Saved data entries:
>>>>>
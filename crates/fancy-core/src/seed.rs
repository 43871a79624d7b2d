use chrono::{DateTime, Duration, Utc};

use crate::datetime;
use crate::task::{Category, Task, TimeSlot};

pub fn seed_categories() -> Vec<Category> {
    [
        ("home", "Home", "🏠"),
        ("completed", "Completed", "✅"),
        ("today", "Today", "📅"),
        ("personal", "Personal", "👤"),
        ("work", "Work", "💼"),
    ]
    .into_iter()
    .map(|(id, name, icon)| Category {
        id: id.to_string(),
        name: name.to_string(),
        icon: icon.to_string(),
    })
    .collect()
}

pub fn seed_tasks(now: DateTime<Utc>) -> Vec<Task> {
    vec![
        sample(
            now,
            "1",
            "# Client Meeting Preparation\n\n- Finish the sales presentation\n- Prepare talking points\n- Review client history\n\n**Meeting at 2 PM**",
            false,
            "today",
            Duration::hours(2),
            Some(TimeSlot {
                date: datetime::app_date(now),
                start_time: "14:00".to_string(),
                end_time: "15:00".to_string(),
            }),
        ),
        sample(
            now,
            "2",
            "Send follow-up emails to potential leads",
            false,
            "today",
            Duration::hours(5),
            None,
        ),
        sample(
            now,
            "3",
            "## Q4 Marketing Budget\n\n- Review department requests\n- Allocate resources\n- Prepare presentation for board\n\n> Remember to focus on ROI metrics",
            true,
            "today",
            Duration::days(1),
            None,
        ),
        sample(
            now,
            "4",
            "Attend the team meeting at 10:30 AM",
            true,
            "today",
            Duration::days(2),
            None,
        ),
        sample(
            now,
            "5",
            "# Exercise Plan\n\n1. 10 min warm-up\n2. 15 min cardio\n3. 15 min strength\n\n*Remember to stretch afterward*",
            false,
            "personal",
            Duration::days(3),
            None,
        ),
    ]
}

fn sample(
    now: DateTime<Utc>,
    id: &str,
    text: &str,
    completed: bool,
    category: &str,
    age: Duration,
    slot: Option<TimeSlot>,
) -> Task {
    Task {
        id: id.to_string(),
        text: text.to_string(),
        completed,
        category: category.to_string(),
        created_at: now - age,
        scheduled_time: slot,
    }
}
<<<<<
Task prompt: What lines in the entries contain "Duration"? Report each one by copying it.

Expected output:
use chrono::{DateTime, Duration, Utc};
            Duration::hours(2),
            Duration::hours(5),
            Duration::days(1),
            Duration::days(2),
            Duration::days(3),
    age: Duration,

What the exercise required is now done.